→ How to complete this task:
Should a line in the entries below contain "HashMap", return that line.

[Saved data entries]
Segment Open
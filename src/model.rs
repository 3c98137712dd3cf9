use serde::{Deserialize, Serialize};
use std::collections::HashMap;
use strum_macros::{Display, EnumString};

pub type CardId = i64;
pub type NoteId = i64;
pub type GroupId = i64;
pub type DayNumber = i64;

/// Default ease factor assigned on graduation, in thousandths (2500 = 2.5).
pub const DEFAULT_FACTOR: i64 = 2500;
/// Ease factor never drops below this, in thousandths.
pub const MIN_FACTOR: i64 = 1300;

/// Long-term category of a card, independent of its current queue.
#[derive(Clone, Copy, Debug, Eq, PartialEq, Serialize, Deserialize, Display, EnumString)]
pub enum CardType {
    New,
    Learning,
    Review,
}

impl CardType {
    pub fn as_i8(self) -> i8 {
        match self {
            CardType::New => 0,
            CardType::Learning => 1,
            CardType::Review => 2,
        }
    }

    pub fn from_i8(n: i8) -> Option<Self> {
        match n {
            0 => Some(CardType::New),
            1 => Some(CardType::Learning),
            2 => Some(CardType::Review),
            _ => None,
        }
    }
}

/// Current scheduling bucket. Negative values are the "parked" states.
#[derive(Clone, Copy, Debug, Eq, PartialEq, Serialize, Deserialize, Display, EnumString)]
pub enum Queue {
    Suspended,
    Buried,
    Crammed,
    New,
    Learning,
    Review,
}

impl Queue {
    pub fn as_i8(self) -> i8 {
        match self {
            Queue::Suspended => -1,
            Queue::Buried => -2,
            Queue::Crammed => -3,
            Queue::New => 0,
            Queue::Learning => 1,
            Queue::Review => 2,
        }
    }

    pub fn from_i8(n: i8) -> Option<Self> {
        match n {
            -1 => Some(Queue::Suspended),
            -2 => Some(Queue::Buried),
            -3 => Some(Queue::Crammed),
            0 => Some(Queue::New),
            1 => Some(Queue::Learning),
            2 => Some(Queue::Review),
            _ => None,
        }
    }
}

/// Learner's self-assessment of a card just answered.
#[derive(Clone, Copy, Debug, Eq, PartialEq, Serialize, Deserialize, Display)]
pub enum Grade {
    Again,
    Hard,
    Good,
    Easy,
}

impl Grade {
    pub fn from_u32(n: u32) -> Option<Self> {
        match n {
            1 => Some(Grade::Again),
            2 => Some(Grade::Hard),
            3 => Some(Grade::Good),
            4 => Some(Grade::Easy),
            _ => None,
        }
    }

    pub fn as_u32(self) -> u32 {
        match self {
            Grade::Again => 1,
            Grade::Hard => 2,
            Grade::Good => 3,
            Grade::Easy => 4,
        }
    }
}

/// Reason a card currently sits outside the three live queues.
#[derive(Clone, Copy, Debug, Eq, PartialEq)]
pub enum ParkReason {
    Suspended,
    Buried,
}

/// Rust-native encoding of `(type, queue)`. This is total and lossless for
/// every legal combination, and is the representation scheduler logic
/// should be written against; the flat integer fields on [`Card`] remain
/// the store round-trip format.
#[derive(Clone, Copy, Debug, PartialEq)]
pub enum CardState {
    New,
    Learning {
        cycles: u32,
        step: u32,
    },
    Review {
        ivl: i64,
        factor: i64,
        streak: u32,
    },
    Lapsed {
        ivl: i64,
        factor: i64,
        edue: DayNumber,
        step: u32,
    },
    Cramming {
        original_due: DayNumber,
        ivl: i64,
        factor: i64,
    },
    /// `lapsed` records whether the card was mid-relearn (edue holds a
    /// pending pre-lapse due) at the moment it was parked.
    Parked {
        reason: ParkReason,
        lapsed: bool,
    },
}

/// Mutable per-card scheduling state. Field names and the `due`/`edue`
/// dual meaning mirror the persisted column layout so a real store can
/// reproduce it verbatim.
#[derive(Clone, Debug, Serialize, Deserialize)]
pub struct Card {
    pub id: CardId,
    pub note_id: NoteId,
    pub group_id: GroupId,
    pub ord: u32,
    pub card_type: CardType,
    pub queue: Queue,
    /// NEW/REVIEW: day number. LEARNING: unix seconds.
    pub due: i64,
    /// Saved original due while the card is in a lapse (or cram) sub-queue; 0 when unused.
    pub edue: i64,
    pub ivl: i64,
    pub factor: i64,
    pub reps: u32,
    pub lapses: u32,
    pub streak: u32,
    /// Position within the current learning step set.
    pub step: u32,
    pub cycles: u32,
    pub timer_started: f64,
}

impl Card {
    pub fn new_new(id: CardId, note_id: NoteId, group_id: GroupId, ord: u32, due: i64) -> Self {
        Card {
            id,
            note_id,
            group_id,
            ord,
            card_type: CardType::New,
            queue: Queue::New,
            due,
            edue: 0,
            ivl: 0,
            factor: 0,
            reps: 0,
            lapses: 0,
            streak: 0,
            step: 0,
            cycles: 0,
            timer_started: 0.0,
        }
    }

    /// Derives the tagged-sum state from `(card_type, queue)` and the
    /// relevant scalar fields. Inconsistent combinations (a race or a
    /// manual edit) fall back to `New`; check `is_consistent` first if that
    /// matters to the caller.
    pub fn state(&self) -> CardState {
        match (self.card_type, self.queue) {
            (CardType::Learning, Queue::Learning) => CardState::Learning {
                cycles: self.cycles,
                step: self.step,
            },
            (CardType::Review, Queue::Review) => CardState::Review {
                ivl: self.ivl,
                factor: self.factor,
                streak: self.streak,
            },
            (CardType::Review, Queue::Learning) => CardState::Lapsed {
                ivl: self.ivl,
                factor: self.factor,
                edue: self.edue,
                step: self.step,
            },
            (_, Queue::Crammed) => CardState::Cramming {
                original_due: self.edue,
                ivl: self.ivl,
                factor: self.factor,
            },
            (_, Queue::Suspended) => CardState::Parked {
                reason: ParkReason::Suspended,
                lapsed: self.edue != 0,
            },
            (_, Queue::Buried) => CardState::Parked {
                reason: ParkReason::Buried,
                lapsed: self.edue != 0,
            },
            _ => CardState::New,
        }
    }

    /// Whether `(card_type, queue)` is one of the legal combinations.
    pub fn is_consistent(&self) -> bool {
        matches!(
            (self.card_type, self.queue),
            (CardType::New, Queue::New)
                | (CardType::Learning | CardType::Review, Queue::Learning)
                | (CardType::Review, Queue::Review)
        ) || matches!(self.queue, Queue::Suspended | Queue::Buried | Queue::Crammed)
    }

    /// Which live counter (0 = new, 1 = learning, 2 = review) this card
    /// belongs to, independent of whether it is actually present in the
    /// in-memory queues. Parked/crammed cards have no home counter.
    pub fn count_idx(&self) -> Option<usize> {
        match self.state() {
            CardState::New => Some(0),
            CardState::Learning { .. } | CardState::Lapsed { .. } => Some(1),
            CardState::Review { .. } => Some(2),
            CardState::Cramming { .. } | CardState::Parked { .. } => None,
        }
    }
}

/// A set of fields shared by one or more cards. The scheduler only cares
/// about note identity for sibling detection (two cards are siblings iff
/// they share `note_id`).
#[derive(Clone, Debug, Serialize, Deserialize)]
pub struct Note {
    pub id: NoteId,
    pub group_id: GroupId,
    pub fields: HashMap<String, String>,
    pub tags: Vec<String>,
}

/// A hierarchical container for cards, identified by id and a
/// `::`-separated name path (e.g. `"foo::bar"`).
#[derive(Clone, Debug, Serialize, Deserialize)]
pub struct Group {
    pub id: GroupId,
    pub name: String,
}

/// `type` discriminant for a [`RevisionLog`] row.
#[derive(Clone, Copy, Debug, Eq, PartialEq, Serialize, Deserialize, Display)]
pub enum RevLogType {
    Learn,
    Review,
    Relearn,
    Cram,
}

impl RevLogType {
    pub fn as_i8(self) -> i8 {
        match self {
            RevLogType::Learn => 0,
            RevLogType::Review => 1,
            RevLogType::Relearn => 2,
            RevLogType::Cram => 3,
        }
    }
}

/// One row of the revision log. `last_interval` is negative when expressed
/// in seconds (learning steps), positive when in days -- this encoding is
/// observable and must be preserved.
#[derive(Clone, Debug, Serialize, Deserialize)]
pub struct RevisionLog {
    pub card_id: CardId,
    pub time_ms: i64,
    pub grade: u32,
    pub new_interval: i64,
    pub last_interval: i64,
    pub new_factor: i64,
    pub taken_ms: i64,
    pub log_type: RevLogType,
}

/// Per-day counters, keyed by day number; reset on day rollover.
#[derive(Clone, Copy, Debug, Default, Serialize, Deserialize)]
pub struct DailyCounters {
    pub new_done: u32,
    pub review_done: u32,
    pub learn_done: u32,
    pub time_today_ms: i64,
}

#[cfg(test)]
mod tests {
    use super::*;
    use pretty_assertions::assert_eq;

    #[test]
    fn state_derives_lapsed_from_review_type_in_the_learning_queue() {
        let mut card = Card::new_new(1, 1, 1, 0, 0);
        card.card_type = CardType::Review;
        card.queue = Queue::Learning;
        card.ivl = 5;
        card.edue = 42;
        assert!(matches!(card.state(), CardState::Lapsed { ivl: 5, edue: 42, .. }));
        assert_eq!(card.count_idx(), Some(1));
    }

    #[test]
    fn is_consistent_rejects_a_new_card_type_parked_as_buried() {
        let mut card = Card::new_new(1, 1, 1, 0, 0);
        assert!(card.is_consistent());
        card.queue = Queue::Buried;
        assert!(card.is_consistent(), "any type may be buried");

        card.card_type = CardType::New;
        card.queue = Queue::Review;
        assert!(!card.is_consistent(), "a New card has no business being in the review queue");
    }

    #[test]
    fn cramming_and_parked_cards_have_no_home_counter() {
        let mut card = Card::new_new(1, 1, 1, 0, 0);
        card.queue = Queue::Crammed;
        assert_eq!(card.count_idx(), None);
        card.queue = Queue::Suspended;
        assert_eq!(card.count_idx(), None);
    }
}
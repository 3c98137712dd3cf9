use chrono::Duration;
use indexmap::IndexMap;
use std::hash::Hash;

pub trait FractionalDays {
    fn num_fractional_days(&self) -> f64;
    fn fractional_days(fractional_days: f64) -> Self;
}

impl FractionalDays for Duration {
    fn num_fractional_days(&self) -> f64 {
        let seconds_in_a_day = 24.0 * 3600.0;
        self.num_seconds() as f64 / seconds_in_a_day
    }

    fn fractional_days(fractional_days: f64) -> Self {
        Duration::seconds((fractional_days * 24. * 60. * 60.).round() as i64)
    }
}

pub trait GroupByInsertion<A, B> {
    /// Groups the provided elements by A, sorted by the first presence of A,
    /// via an `IndexMap` so the grouping order is deterministic.
    fn into_group_by_insertion(self) -> Vec<(A, Vec<B>)>;
}

impl<A, B, I> GroupByInsertion<A, B> for I
where
    A: Hash + Eq,
    I: IntoIterator<Item = (A, B)>,
{
    fn into_group_by_insertion(self) -> Vec<(A, Vec<B>)> {
        let mut grouping: IndexMap<A, Vec<B>> = IndexMap::new();
        for (key, item) in self {
            grouping.entry(key).or_default().push(item);
        }
        grouping.into_iter().collect::<Vec<_>>()
    }
}

#[cfg(test)]
mod tests {
    use super::*;
    use pretty_assertions::assert_eq;

    #[test]
    fn group_by_insertion_preserves_first_seen_order() {
        let items = vec![("b", 1), ("a", 2), ("b", 3)];
        let grouped = items.into_group_by_insertion();
        assert_eq!(grouped, vec![("b", vec![1, 3]), ("a", vec![2])]);
    }
}
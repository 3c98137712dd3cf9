//! Cram mode (component J): a session-scoped overlay queue for drilling
//! review cards without touching their real schedule, unless the caller's
//! configuration asks for rescheduling on exit. Grounded in the teacher's
//! `schedulers::fsrs` filtered-deck handling, collapsed here to the
//! synchronous single-overlay version this crate's configuration supports.

use super::{interval, Scheduler};
use crate::model::{CardType, Grade, GroupId, Queue, RevLogType, RevisionLog};
use crate::store::Store;
use crate::{Error, LibraryError, SchedulerErrorKind};

impl<S: Store> Scheduler<S> {
    /// Pulls every review card in `group_ids` whose `due - today` falls in
    /// `[min_days, max_days]` into the cram queue. `edue` saves the original
    /// due so the card can come back to it; `ivl`/`factor` are left
    /// untouched, since cram's interim steps never mutate them.
    pub fn cram_groups(
        &mut self,
        group_ids: &[GroupId],
        min_days: i64,
        max_days: i64,
    ) -> Result<usize, Error> {
        let today = self.today();
        let cards = self.store.cards_in_groups(group_ids)?;
        let mut pulled = 0;
        for mut card in cards {
            let offset = card.due - today;
            if card.card_type == CardType::Review
                && card.queue == Queue::Review
                && offset >= min_days
                && offset <= max_days
            {
                card.edue = card.due;
                card.queue = Queue::Crammed;
                card.step = 0;
                card.cycles = 0;
                self.store.update_card(card)?;
                pulled += 1;
            }
        }
        Ok(pulled)
    }
}

/// Called by `answer_card` when the drawn card is mid-cram.
pub(super) fn answer_cram<S: Store>(
    sched: &mut Scheduler<S>,
    mut card: crate::model::Card,
    grade_value: u32,
) -> Result<crate::model::Card, Error> {
    let grade = Grade::from_u32(grade_value).ok_or({
        Error::Library(LibraryError::Scheduler(SchedulerErrorKind::InvalidGrade(
            grade_value,
        )))
    })?;
    let config = sched.store.resolve_config(card.group_id);
    let delays = &config.cram.delays;
    let now = sched.now_secs();
    let today = sched.today();

    let new_interval = if delays.is_empty() {
        exit_cram(&mut card, &config, today);
        card.ivl
    } else {
        match grade {
            Grade::Again => {
                card.step = 0;
                card.cycles += 1;
                let offset = interval::fuzzed_step_seconds(delays[0], sched.rng_opt());
                card.due = now + offset;
                -offset
            }
            Grade::Hard => {
                card.cycles += 1;
                let idx = (card.step as usize).min(delays.len() - 1);
                let offset = interval::fuzzed_step_seconds(delays[idx], sched.rng_opt());
                card.due = now + offset;
                -offset
            }
            Grade::Good => {
                card.cycles += 1;
                card.step += 1;
                if card.step as usize >= delays.len() {
                    exit_cram(&mut card, &config, today);
                    card.ivl
                } else {
                    let idx = card.step as usize;
                    let offset = interval::fuzzed_step_seconds(delays[idx], sched.rng_opt());
                    card.due = now + offset;
                    -offset
                }
            }
            Grade::Easy => {
                exit_cram(&mut card, &config, today);
                card.ivl
            }
        }
    };

    sched.store.append_revlog(RevisionLog {
        card_id: card.id,
        time_ms: now * 1000,
        grade: grade_value,
        new_interval,
        last_interval: 0,
        new_factor: card.factor,
        taken_ms: 0,
        log_type: RevLogType::Cram,
    })?;
    sched.store.update_card(card.clone())?;
    Ok(card)
}

/// Exits the cram overlay. Three policies per `cram.resched`/`cram.reset`:
/// - `resched == false`: restore the original schedule verbatim.
/// - `resched == true, reset == false`: keep the original ivl, but rebase
///   due as if the card had been reviewed today — `today + days_waited`,
///   where `days_waited = today - (original_due - original_ivl)`.
/// - `resched == true, reset == true`: treat it as a fresh review, `ivl =
///   1`, `due = today + 1`.
fn exit_cram(
    card: &mut crate::model::Card,
    config: &crate::config::Configuration,
    today: i64,
) {
    card.queue = Queue::Review;
    card.card_type = CardType::Review;
    if !config.cram.resched {
        card.due = card.edue;
    } else if config.cram.reset {
        card.ivl = 1;
        card.due = today + 1;
    } else {
        let original_due = card.edue;
        let days_waited = today - (original_due - card.ivl);
        card.due = today + days_waited;
    }
    card.edue = 0;
    card.step = 0;
    card.cycles = 0;
}

/// Called from `Scheduler::on_close`: pulls any cards still mid-cram back
/// to review using the same exit policy a graduation would use.
pub(super) fn revert_all_cramming<S: Store>(sched: &mut Scheduler<S>) -> Result<(), Error> {
    let today = sched.today();
    let ids: Vec<_> = sched
        .store
        .all_cards()?
        .into_iter()
        .filter(|c| c.queue == Queue::Crammed)
        .map(|c| c.id)
        .collect();
    for id in ids {
        let mut card = sched.store.get_card(id)?;
        let config = sched.store.resolve_config(card.group_id);
        exit_cram(&mut card, &config, today);
        sched.store.update_card(card)?;
    }
    Ok(())
}

#[cfg(test)]
mod tests {
    use super::*;
    use crate::clock::DEFAULT_ROLLOVER_HOUR;
    use crate::config::{ConfigResolver, Configuration};
    use crate::model::{Card, Group};
    use crate::store::InMemoryStore;
    use chrono::Utc;
    use pretty_assertions::assert_eq;

    fn scheduler() -> Scheduler<InMemoryStore> {
        let mut store = InMemoryStore::new(ConfigResolver::new(Configuration::default()));
        store.insert_group(Group {
            id: 1,
            name: "default".to_string(),
        });
        let mut scheduler = Scheduler::new(store, Utc::now(), vec![1]);
        scheduler.disable_fuzz();
        let _ = DEFAULT_ROLLOVER_HOUR;
        scheduler
    }

    #[test]
    fn cram_pulls_matching_cards_and_restores_without_resched() {
        let mut sched = scheduler();
        sched.store_mut().config.default.cram.resched = false;
        sched.store_mut().config.default.cram.delays = vec![1.0];
        let today = sched.today();
        let mut card = Card::new_new(1, 1, 1, 0, 0);
        card.card_type = CardType::Review;
        card.queue = Queue::Review;
        card.ivl = 100;
        card.factor = 2500;
        card.due = today + 25;
        sched.store_mut().insert_card(card);

        let pulled = sched.cram_groups(&[1], 10, 30).unwrap();
        assert_eq!(pulled, 1, "due is 25 days out, within [10, 30] even though ivl=100 is not");
        let crammed = sched.store().get_card(1).unwrap();
        assert_eq!(crammed.queue, Queue::Crammed);
        assert_eq!(crammed.edue, today + 25);

        let card = sched.answer_card(crammed, Grade::Good.as_u32()).unwrap();
        assert_eq!(card.queue, Queue::Review);
        assert_eq!(card.due, today + 25);
        assert_eq!(card.ivl, 100);
    }

    #[test]
    fn cram_groups_filters_on_days_until_due_not_interval() {
        let mut sched = scheduler();
        let today = sched.today();
        for (id, offset) in [(10, 1), (11, 2), (12, 3)] {
            let mut card = Card::new_new(id, id, 1, 0, 0);
            card.card_type = CardType::Review;
            card.queue = Queue::Review;
            card.ivl = 100;
            card.due = today + offset;
            sched.store_mut().insert_card(card);
        }

        let pulled = sched.cram_groups(&[1], 1, 2).unwrap();
        assert_eq!(pulled, 2, "only the cards due within 1-2 days are pulled, regardless of ivl");
        assert_eq!(sched.store().get_card(10).unwrap().queue, Queue::Crammed);
        assert_eq!(sched.store().get_card(11).unwrap().queue, Queue::Crammed);
        assert_eq!(sched.store().get_card(12).unwrap().queue, Queue::Review);
    }

    #[test]
    fn cram_with_resched_but_no_reset_rebases_due_to_today_plus_days_waited() {
        let mut sched = scheduler();
        sched.store_mut().config.default.cram.resched = true;
        sched.store_mut().config.default.cram.reset = false;
        sched.store_mut().config.default.cram.delays = vec![1.0];
        let today = sched.today();
        let mut card = Card::new_new(3, 3, 1, 0, 0);
        card.card_type = CardType::Review;
        card.queue = Queue::Review;
        card.ivl = 20;
        card.factor = 2500;
        card.due = today + 15;
        sched.store_mut().insert_card(card);

        sched.cram_groups(&[1], 10, 30).unwrap();
        let crammed = sched.store().get_card(3).unwrap();
        let card = sched.answer_card(crammed, Grade::Good.as_u32()).unwrap();
        assert_eq!(card.ivl, 20, "resched without reset keeps the original interval");
        let days_waited = today - (today + 15 - 20);
        assert_eq!(card.due, today + days_waited);
    }

    #[test]
    fn cram_with_reset_treats_exit_as_a_fresh_review() {
        let mut sched = scheduler();
        sched.store_mut().config.default.cram.resched = true;
        sched.store_mut().config.default.cram.reset = true;
        sched.store_mut().config.default.cram.delays = vec![1.0];
        let today = sched.today();
        let mut card = Card::new_new(2, 2, 1, 0, 0);
        card.card_type = CardType::Review;
        card.queue = Queue::Review;
        card.ivl = 20;
        card.factor = 2500;
        card.due = today + 15;
        sched.store_mut().insert_card(card);

        sched.cram_groups(&[1], 10, 30).unwrap();
        let crammed = sched.store().get_card(2).unwrap();
        let card = sched.answer_card(crammed, Grade::Good.as_u32()).unwrap();
        assert_eq!(card.ivl, 1);
        assert_eq!(card.due, today + 1);
    }
}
Segment Closed
→ Result:
use std::collections::HashMap;
    pub fields: HashMap<String, String>,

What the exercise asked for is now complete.